Der Verband Ditib, der faktisch der staatlichen türkischen Religionsbehörde untersteht, plant etliche Moscheebauten in Deutschland. Ich will keine Moscheen, die einer Regierung unterstehen, welche den Massenmord an der Armeniern 1914/15 leugnet. Wir dürfen Leugner dieser schlimmen Verbrechen nicht unterstützen! Gerade auch, da wir richtigerweise in Deutschland das Leugnen historischer Verbrechen unbedingt ablehnen.
Mich würde interessieren, Herr Lothar Mark, wie in dieser Frage Ihre Haltung ist?
Mit freundlichen Grüßen
Jürgen Brecht
Sehr geehrter Herr Brecht,
vielen Dank für Ihre Mail vom 01. September diesen Jahres, in der Sie Ihre Bedenken bezüglich der Moscheebaupläne der DIYANET ISLERI TÜRK ISLAM BIRLIGI (DITIB) in Köln-Ehrenfeld schildern. Meiner Ansicht nach sprechen Sie in Ihrem Schreiben zwei Probleme an, die getrennt voneinander betrachtet werden sollten. Zum einen die Verbindung der DITIB mit der staatlichen türkischen Religionsbehörde und zum anderen die bisher noch nicht erfolgte Anerkennung des Massenmordes an den Armeniern im Jahre 1914/15 durch die Regierung in Ankara.

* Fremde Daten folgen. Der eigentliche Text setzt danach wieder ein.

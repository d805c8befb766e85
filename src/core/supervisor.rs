//! # Supervisor: owns the section actors, the compositor and shutdown.
//!
//! The [`Supervisor`] builds the slot store, the compositor and the event
//! plumbing once, spawns one [`SectionActor`] per section and then blocks
//! until a termination signal arrives.
//!
//! ## High-level architecture
//! ```text
//! Preparation (build):
//!   BarConfig ──► SectionSpec[0..N]      (order = slot = display order)
//!   SlotStore::new(N), Compositor::new(store, sink, bus)
//!   SubscriberSet::new(subscribers, bus)
//!
//! run_until(shutdown):
//!   subscriber_listener(): Bus.subscribe() ─► SubscriberSet::emit(&Event)
//!   SectionSpec[i] ──► SectionActor::new(i, ..) ──► set.spawn(actor.run(child_token))
//!                                                        (panics caught → SectionDead)
//!   wait for `shutdown`, reporting actors that die on the way
//!
//! Shutdown path:
//!   Bus.publish(ShutdownRequested)
//!   runtime_token.cancel()       → every actor exits at its next safe point
//!   wait_all_with_grace(cfg.grace):
//!      ├─ all joined  → AllStoppedWithin
//!      └─ timeout     → GraceExceeded, abort stragglers
//!   compositor.close()           → display sink closed exactly once
//!   drain subscribers            → Ok(())
//! ```

use std::collections::BTreeMap;
use std::future::Future;
use std::panic::AssertUnwindSafe;
use std::sync::Arc;

use futures::FutureExt;
use tokio::sync::broadcast::error::RecvError;
use tokio::task::{JoinHandle, JoinSet};
use tokio_util::sync::CancellationToken;
use tracing::info;

use crate::core::actor::SectionActor;
use crate::core::compositor::Compositor;
use crate::core::config::{BarConfig, MIN_SECTION_CHARS};
use crate::core::shutdown::ShutdownSignal;
use crate::core::store::SlotStore;
use crate::error::{ConfigError, RuntimeError};
use crate::events::{Bus, Event, EventKind};
use crate::section::SectionSpec;
use crate::sinks::DisplaySink;
use crate::subscribers::{Subscribe, SubscriberSet};

/// Result of one supervised actor task: its slot and how it ended.
type Joined = (usize, Result<(), String>);

/// Coordinates section actors, the compositor and graceful shutdown.
pub struct Supervisor {
    cfg: BarConfig,
    sections: Arc<[SectionSpec]>,
    bus: Bus,
    subs: SubscriberSet,
    store: Arc<SlotStore>,
    compositor: Arc<Compositor>,
}

/// Builder for a [`Supervisor`].
pub struct SupervisorBuilder {
    cfg: BarConfig,
    sections: Option<Vec<SectionSpec>>,
    subscribers: Vec<Arc<dyn Subscribe>>,
}

impl SupervisorBuilder {
    pub fn new(cfg: BarConfig) -> Self {
        Self {
            cfg,
            sections: None,
            subscribers: Vec::new(),
        }
    }

    /// Uses explicit sections instead of the ones described by the config.
    pub fn with_sections(mut self, sections: Vec<SectionSpec>) -> Self {
        self.sections = Some(sections);
        self
    }

    /// Sets event subscribers (logging, metrics, ...).
    pub fn with_subscribers(mut self, subscribers: Vec<Arc<dyn Subscribe>>) -> Self {
        self.subscribers = subscribers;
        self
    }

    /// Validates the section set and wires the runtime around `sink`.
    ///
    /// Must be called from within a tokio runtime.
    pub fn build(self, sink: Box<dyn DisplaySink>) -> Result<Supervisor, RuntimeError> {
        let sections = match self.sections {
            Some(sections) => {
                validate_sections(&sections, self.cfg.section_max_chars)?;
                sections
            }
            None => {
                self.cfg.validate()?;
                self.cfg.section_specs()
            }
        };

        let bus = Bus::new(self.cfg.bus_capacity);
        let subs = SubscriberSet::new(self.subscribers, bus.clone());
        let store = Arc::new(SlotStore::new(sections.len()));
        let compositor = Arc::new(Compositor::new(Arc::clone(&store), sink, bus.clone()));

        Ok(Supervisor {
            cfg: self.cfg,
            sections: sections.into(),
            bus,
            subs,
            store,
            compositor,
        })
    }
}

fn validate_sections(sections: &[SectionSpec], max_chars: usize) -> Result<(), ConfigError> {
    if sections.is_empty() {
        return Err(ConfigError::NoSections);
    }
    if max_chars < MIN_SECTION_CHARS {
        return Err(ConfigError::WidthTooSmall(max_chars));
    }
    match sections.iter().position(|s| s.interval().is_zero()) {
        Some(index) => Err(ConfigError::ZeroInterval { index }),
        None => Ok(()),
    }
}

impl Supervisor {
    /// Starts building a supervisor.
    pub fn builder(cfg: BarConfig) -> SupervisorBuilder {
        SupervisorBuilder::new(cfg)
    }

    /// Event bus shared with all actors.
    pub fn bus(&self) -> &Bus {
        &self.bus
    }

    /// Slot store read by the compositor.
    pub fn store(&self) -> &Arc<SlotStore> {
        &self.store
    }

    /// Section names in display order.
    pub fn section_names(&self) -> Vec<String> {
        self.sections.iter().map(|s| s.name().to_string()).collect()
    }

    /// Runs until SIGINT, SIGTERM or SIGQUIT.
    ///
    /// Signal registration happens before any actor starts; failing it is fatal.
    pub async fn run(self) -> Result<(), RuntimeError> {
        let mut signal = ShutdownSignal::register().map_err(RuntimeError::Signal)?;
        self.run_until(async move { signal.recv().await }).await
    }

    /// Runs until `shutdown` completes, then stops every actor and closes the sink.
    pub async fn run_until<F>(self, shutdown: F) -> Result<(), RuntimeError>
    where
        F: Future<Output = ()>,
    {
        let Supervisor {
            cfg,
            sections,
            bus,
            subs,
            store,
            compositor,
        } = self;

        let subs = Arc::new(subs);
        let listener_token = CancellationToken::new();
        let listener = subscriber_listener(&bus, Arc::clone(&subs), listener_token.clone());

        let runtime_token = CancellationToken::new();
        let mut set = JoinSet::new();
        let mut running = BTreeMap::new();
        for (slot, spec) in sections.iter().enumerate() {
            let actor = SectionActor::new(
                slot,
                spec,
                cfg.section_max_chars,
                Arc::clone(&store),
                Arc::clone(&compositor),
                bus.clone(),
            );
            let child = runtime_token.child_token();
            set.spawn(async move {
                let res = AssertUnwindSafe(actor.run(child)).catch_unwind().await;
                (slot, res.map(|_| ()).map_err(panic_message))
            });
            running.insert(slot, spec.name().to_string());
        }
        info!(sections = ?running.values().collect::<Vec<_>>(), "bar started");

        tokio::pin!(shutdown);
        loop {
            tokio::select! {
                _ = &mut shutdown => break,
                Some(joined) = set.join_next() => {
                    report_exit(&bus, &mut running, joined);
                }
            }
        }

        bus.publish(Event::new(EventKind::ShutdownRequested));
        runtime_token.cancel();
        wait_all_with_grace(&cfg, &bus, &mut set, &mut running).await;

        compositor.close().await;
        drop(compositor);

        listener_token.cancel();
        let _ = listener.await;
        if let Ok(subs) = Arc::try_unwrap(subs) {
            subs.shutdown().await;
        }
        Ok(())
    }
}

/// Forwards bus events to the subscriber set until `stop` is cancelled.
///
/// Events already queued on the bus are delivered before stopping.
fn subscriber_listener(
    bus: &Bus,
    subs: Arc<SubscriberSet>,
    stop: CancellationToken,
) -> JoinHandle<()> {
    let mut rx = bus.subscribe();
    tokio::spawn(async move {
        loop {
            tokio::select! {
                biased;
                msg = rx.recv() => match msg {
                    Ok(ev) => subs.emit(&ev),
                    Err(RecvError::Lagged(_)) => continue,
                    Err(RecvError::Closed) => break,
                },
                _ = stop.cancelled() => break,
            }
        }
    })
}

/// Waits for all actors within the configured grace period, aborting the rest.
async fn wait_all_with_grace(
    cfg: &BarConfig,
    bus: &Bus,
    set: &mut JoinSet<Joined>,
    running: &mut BTreeMap<usize, String>,
) {
    let done = async {
        while let Some(joined) = set.join_next().await {
            report_exit(bus, running, joined);
        }
    };

    match tokio::time::timeout(cfg.grace, done).await {
        Ok(()) => bus.publish(Event::new(EventKind::AllStoppedWithin)),
        Err(_) => {
            let stuck: Vec<&str> = running.values().map(String::as_str).collect();
            bus.publish(
                Event::new(EventKind::GraceExceeded).with_reason(format!("{stuck:?}")),
            );
            set.abort_all();
            set.detach_all();
        }
    }
}

fn report_exit(
    bus: &Bus,
    running: &mut BTreeMap<usize, String>,
    joined: Result<Joined, tokio::task::JoinError>,
) {
    let Ok((slot, res)) = joined else {
        return;
    };
    let name = running.remove(&slot);
    if let Err(reason) = res {
        let mut ev = Event::new(EventKind::SectionDead)
            .with_slot(slot)
            .with_reason(reason);
        if let Some(name) = name {
            ev = ev.with_section(name);
        }
        bus.publish(ev);
    }
}

fn panic_message(panic: Box<dyn std::any::Any + Send>) -> String {
    if let Some(msg) = panic.downcast_ref::<&'static str>() {
        (*msg).to_string()
    } else if let Some(msg) = panic.downcast_ref::<String>() {
        msg.clone()
    } else {
        "unknown panic".to_string()
    }
}

#[cfg(test)]
mod tests {
    use super::*;
    use crate::sinks::MemorySink;
    use crate::sources::ClockSource;
    use std::time::Duration;

    #[tokio::test]
    async fn rejects_empty_section_list() {
        let (sink, _) = MemorySink::new();
        let err = Supervisor::builder(BarConfig::default())
            .with_sections(Vec::new())
            .build(Box::new(sink))
            .err()
            .unwrap();
        assert!(matches!(err, RuntimeError::Config(ConfigError::NoSections)));
    }

    #[tokio::test]
    async fn rejects_zero_interval_section() {
        let (sink, _) = MemorySink::new();
        let sections = vec![
            SectionSpec::from_source(ClockSource::new(), Duration::from_secs(1)),
            SectionSpec::from_source(ClockSource::new(), Duration::ZERO),
        ];
        let err = Supervisor::builder(BarConfig::default())
            .with_sections(sections)
            .build(Box::new(sink))
            .err()
            .unwrap();
        assert!(matches!(
            err,
            RuntimeError::Config(ConfigError::ZeroInterval { index: 1 })
        ));
    }

    #[tokio::test]
    async fn default_config_builds_reference_sections() {
        let (sink, _) = MemorySink::new();
        let sup = Supervisor::builder(BarConfig::default())
            .build(Box::new(sink))
            .unwrap();
        assert_eq!(sup.section_names(), ["player", "clock", "volume", "battery"]);
        assert_eq!(sup.store().len(), 4);
    }

    #[test]
    fn panic_messages_are_extracted() {
        assert_eq!(panic_message(Box::new("boom")), "boom");
        assert_eq!(panic_message(Box::new(String::from("bang"))), "bang");
        assert_eq!(panic_message(Box::new(7_u8)), "unknown panic");
    }
}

Der Dachverband DITIB ist heute die größte muslimische MigrantInnenorganisation in Deutschland und vereint bundesweit über 880 Ortsgemeinden. DITIB wurde 1984 von der Türkei gegründet, um für die hier ansässigen Türken eine Alternative zu den sich in Deutschland etablierenden islamistischen Gruppen, wie zum Beispiel Milli Görüs, zu schaffen. Die aus der Türkei geschickten Imame, die in diesem Verein mitarbeiten, sind alle dem türkischen Verständnis der Trennung von Staat und Religion verpflichtet. Die reformislamische Ankara-Schule prägt darüber hinaus auch theologisch progressiven Ansätze innerhalb der Diyanet und bei den Imamen. Diese Geistlichen unterscheiden sich daher theologisch und politisch von den hier ausgebildeten deutschsprachigen Imamen der islamistischen Gruppierungen.

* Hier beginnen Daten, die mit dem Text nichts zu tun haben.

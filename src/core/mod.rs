//! Runtime core: sections, composition and lifecycle.
//!
//! Internal modules:
//! - [`config`]: bar configuration (compiled-in default, optional TOML);
//! - [`store`]: per-slot shared state of section texts;
//! - [`compositor`]: composes the slots and publishes them to the display sink;
//! - [`actor`]: runs one section on its interval;
//! - [`supervisor`]: spawns actors, waits for termination, shuts down;
//! - [`shutdown`]: OS termination signal handling.

mod actor;
mod compositor;
mod config;
mod shutdown;
mod store;
mod supervisor;

pub use actor::{ActorExit, SectionActor};
pub use compositor::{Compositor, compose};
pub use config::{BarConfig, MIN_SECTION_CHARS, SectionConfig, SourceKind};
pub use store::SlotStore;
pub use supervisor::{Supervisor, SupervisorBuilder};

Die bis heute anhaltende Anbindung der DITIB an das Amt für religiöse Angelegenheiten in der Türkei, Diyanet, hat neben dieser politischen Kontrollfunktion auch ganz praktische finanzielle Gründe, da die Gemeinden allein theologisch gut ausgebildete Imame nicht bezahlen können.

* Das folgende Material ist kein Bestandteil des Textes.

//! # SubscriberSet: non-blocking fan-out over multiple subscribers
//!
//! [`SubscriberSet`] distributes each [`Event`] to multiple subscribers
//! **without awaiting** their processing.
//!
//! ## What it guarantees
//! - `emit(&Event)` returns immediately.
//! - Per-subscriber FIFO (queue order).
//! - Panics inside subscribers are caught and reported on the bus.
//!
//! ## What it does **not** guarantee
//! - No global ordering across different subscribers.
//! - No retries on per-subscriber queue overflow.
//!
//! ## Diagram
//! ```text
//!    emit(&Event)
//!        │                        (Arc-clone per subscriber)
//!        ├────────────────► [queue S1] ─► worker S1 ─► on_event()
//!        ├────────────────► [queue S2] ─► worker S2 ─► on_event()
//!        └────────────────► [queue SN] ─► worker SN ─► on_event()
//! ```

use std::sync::Arc;

use futures::FutureExt;
use tokio::{sync::mpsc, task::JoinHandle};

use crate::events::{Bus, Event};
use crate::subscribers::Subscribe;

/// Per-subscriber channel metadata.
struct SubscriberChannel {
    name: &'static str,
    sender: mpsc::Sender<Arc<Event>>,
}

/// Fan-out coordinator for multiple event subscribers.
pub struct SubscriberSet {
    channels: Vec<SubscriberChannel>,
    workers: Vec<JoinHandle<()>>,
    bus: Bus,
}

impl SubscriberSet {
    /// Creates a new set and spawns one worker task per subscriber.
    ///
    /// Must be called from within a tokio runtime.
    #[must_use]
    pub fn new(subs: Vec<Arc<dyn Subscribe>>, bus: Bus) -> Self {
        let mut channels = Vec::with_capacity(subs.len());
        let mut workers = Vec::with_capacity(subs.len());

        for sub in subs {
            let cap = sub.queue_capacity().max(1);
            let name = sub.name();
            let (tx, mut rx) = mpsc::channel::<Arc<Event>>(cap);
            let bus_for_worker = bus.clone();

            let handle = tokio::spawn(async move {
                while let Some(ev) = rx.recv().await {
                    let fut = sub.on_event(ev.as_ref());
                    if let Err(panic_err) = std::panic::AssertUnwindSafe(fut).catch_unwind().await {
                        let info = if let Some(msg) = panic_err.downcast_ref::<&'static str>() {
                            (*msg).to_string()
                        } else if let Some(msg) = panic_err.downcast_ref::<String>() {
                            msg.clone()
                        } else {
                            "unknown panic".to_string()
                        };
                        // A panic on a panic report is not reported again.
                        if !ev.is_internal() {
                            bus_for_worker.publish(Event::subscriber_panicked(sub.name(), info));
                        }
                    }
                }
            });
            channels.push(SubscriberChannel { name, sender: tx });
            workers.push(handle);
        }
        Self {
            channels,
            workers,
            bus,
        }
    }

    /// Emits an event to all subscribers (non-blocking).
    ///
    /// On a full or closed queue the event is dropped for that subscriber and
    /// `SubscriberOverflow` is published, unless the event is itself an overflow
    /// report (no feedback loop).
    pub fn emit(&self, event: &Event) {
        let event = Arc::new(event.clone());
        let is_overflow_evt = event.is_internal();

        for channel in &self.channels {
            let reason = match channel.sender.try_send(Arc::clone(&event)) {
                Ok(()) => continue,
                Err(mpsc::error::TrySendError::Full(_)) => "full",
                Err(mpsc::error::TrySendError::Closed(_)) => "closed",
            };
            if !is_overflow_evt {
                self.bus
                    .publish(Event::subscriber_overflow(channel.name, reason));
            }
        }
    }

    /// Closes all queues and waits for the workers to drain them.
    pub async fn shutdown(self) {
        drop(self.channels);
        for h in self.workers {
            let _ = h.await;
        }
    }

    #[must_use]
    pub fn is_empty(&self) -> bool {
        self.channels.is_empty()
    }

    #[must_use]
    pub fn len(&self) -> usize {
        self.channels.len()
    }
}

#[cfg(test)]
mod tests {
    use super::*;
    use crate::events::EventKind;
    use async_trait::async_trait;
    use std::sync::Mutex;

    struct Recorder(Arc<Mutex<Vec<EventKind>>>);

    #[async_trait]
    impl Subscribe for Recorder {
        async fn on_event(&self, ev: &Event) {
            self.0.lock().unwrap().push(ev.kind);
        }
        fn name(&self) -> &'static str {
            "recorder"
        }
    }

    struct Panicker;

    #[async_trait]
    impl Subscribe for Panicker {
        async fn on_event(&self, _ev: &Event) {
            panic!("boom");
        }
        fn name(&self) -> &'static str {
            "panicker"
        }
    }

    #[tokio::test]
    async fn delivers_in_order_and_drains_on_shutdown() {
        let seen = Arc::new(Mutex::new(Vec::new()));
        let set = SubscriberSet::new(vec![Arc::new(Recorder(seen.clone()))], Bus::new(8));
        assert_eq!(set.len(), 1);

        set.emit(&Event::new(EventKind::SectionStarted));
        set.emit(&Event::new(EventKind::SectionUpdated));
        set.shutdown().await;

        assert_eq!(
            *seen.lock().unwrap(),
            vec![EventKind::SectionStarted, EventKind::SectionUpdated]
        );
    }

    #[tokio::test]
    async fn panic_is_reported_on_bus() {
        let bus = Bus::new(8);
        let mut rx = bus.subscribe();
        let set = SubscriberSet::new(vec![Arc::new(Panicker)], bus);

        set.emit(&Event::new(EventKind::BarPublished));

        let ev = rx.recv().await.unwrap();
        assert_eq!(ev.kind, EventKind::SubscriberPanicked);
        assert_eq!(ev.section.as_deref(), Some("panicker"));
        assert_eq!(ev.reason.as_deref(), Some("boom"));
        set.shutdown().await;
    }

    #[tokio::test]
    async fn panic_while_handling_internal_event_is_not_republished() {
        let bus = Bus::new(8);
        let mut rx = bus.subscribe();
        let set = SubscriberSet::new(vec![Arc::new(Panicker)], bus);

        set.emit(&Event::subscriber_panicked("other", "boom".into()));
        set.emit(&Event::subscriber_overflow("other", "full"));
        set.shutdown().await;

        assert!(rx.try_recv().is_err());
    }
}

Aus den genannten Gründen spricht meiner Ansicht nach nichts dagegen, den Moscheenbau durch diesen Verband zu unterstützen. Nationalistischen und chauvinistischen Tendenzen sowie manchen tradierten Vorstellungen des Geschlechterverhältnisses, wie sie hin und wieder bei DITIB zu verzeichnen sind, stehe ich jedoch kritisch gegenüber.
Zum zweiten Teil Ihrer Frage kann ich Ihnen mitteilen, dass bereits 2005 ein gemeinsamer Antrag von SPD, CDU/CSU, FDP und Bündnis 90/Die Grünen in den Bundestag eingebracht wurde, in dem die Türkei aufgefordert wird, den Massenmord an den Armeniern im Jahre 1914/15 anzuerkennen. Die SPD-Bundestagsfraktion steht geschlossen hinter dieser Forderung.
Indem ich dem Bau von Moscheen durch die DITIB aufgeschlossen gegenüberstehe, unterstütze ich nicht in erster Linie die türkische Regierung, sondern den Wunsch der in Deutschland lebenden Muslime nach freier Ausübung ihrer Religion.